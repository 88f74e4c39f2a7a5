//! Domain types and business rules for the auto-shop backend.
//!
//! Nothing in this crate touches the database directly. The order update
//! workflow is generic over [`order_update::OrderStore`] so the same logic
//! runs against PostgreSQL in production and an in-memory store in tests.

pub mod contact;
pub mod error;
pub mod order;
pub mod order_update;
pub mod roles;
pub mod types;
use autoshop_db::DEFAULT_MAX_CONNECTIONS;

use crate::auth::jwt::JwtConfig;

/// Server configuration loaded from environment variables.
///
/// Every field except the JWT secret has a default suitable for local
/// development.
#[derive(Debug, Clone)]
pub struct ServerConfig {
    /// Bind address (default: `0.0.0.0`).
    pub host: String,
    /// Bind port (default: `3000`).
    pub port: u16,
    /// Allowed CORS origins, parsed from comma-separated `CORS_ORIGINS` env var.
    pub cors_origins: Vec<String>,
    /// HTTP request timeout in seconds (default: `30`).
    pub request_timeout_secs: u64,
    /// Upper bound on pooled database connections (default: `20`).
    pub db_max_connections: u32,
    /// JWT signing secret and token lifetime.
    pub jwt: JwtConfig,
}

impl ServerConfig {
    /// Load configuration from environment variables with defaults.
    ///
    /// | Env Var                | Default                    |
    /// |------------------------|----------------------------|
    /// | `HOST`                 | `0.0.0.0`                  |
    /// | `PORT`                 | `3000`                     |
    /// | `CORS_ORIGINS`         | `http://localhost:5173`    |
    /// | `REQUEST_TIMEOUT_SECS` | `30`                       |
    /// | `DB_MAX_CONNECTIONS`   | `20`                       |
    ///
    /// JWT settings are loaded by [`JwtConfig::from_env`].
    pub fn from_env() -> Self {
        let host = std::env::var("HOST").unwrap_or_else(|_| "0.0.0.0".into());

        let port: u16 = std::env::var("PORT")
            .unwrap_or_else(|_| "3000".into())
            .parse()
            .expect("PORT must be a valid u16");

        let cors_origins: Vec<String> = std::env::var("CORS_ORIGINS")
            .unwrap_or_else(|_| "http://localhost:5173".into())
            .split(',')
            .map(|s| s.trim().to_string())
            .filter(|s| !s.is_empty())
            .collect();

        let request_timeout_secs: u64 = std::env::var("REQUEST_TIMEOUT_SECS")
            .unwrap_or_else(|_| "30".into())
            .parse()
            .expect("REQUEST_TIMEOUT_SECS must be a valid u64");

        let db_max_connections: u32 = std::env::var("DB_MAX_CONNECTIONS")
            .unwrap_or_else(|_| DEFAULT_MAX_CONNECTIONS.to_string())
            .parse()
            .expect("DB_MAX_CONNECTIONS must be a valid u32");

        let jwt = JwtConfig::from_env();

        Self {
            host,
            port,
            cors_origins,
            request_timeout_secs,
            db_max_connections,
            jwt,
        }
    }
}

DESCRIPTION OF THE TASK
Search the records for the word "secret" and return every line that holds it.

FINAL ANSWER
/// Every field except the JWT secret has a default suitable for local
    /// JWT signing secret and token lifetime.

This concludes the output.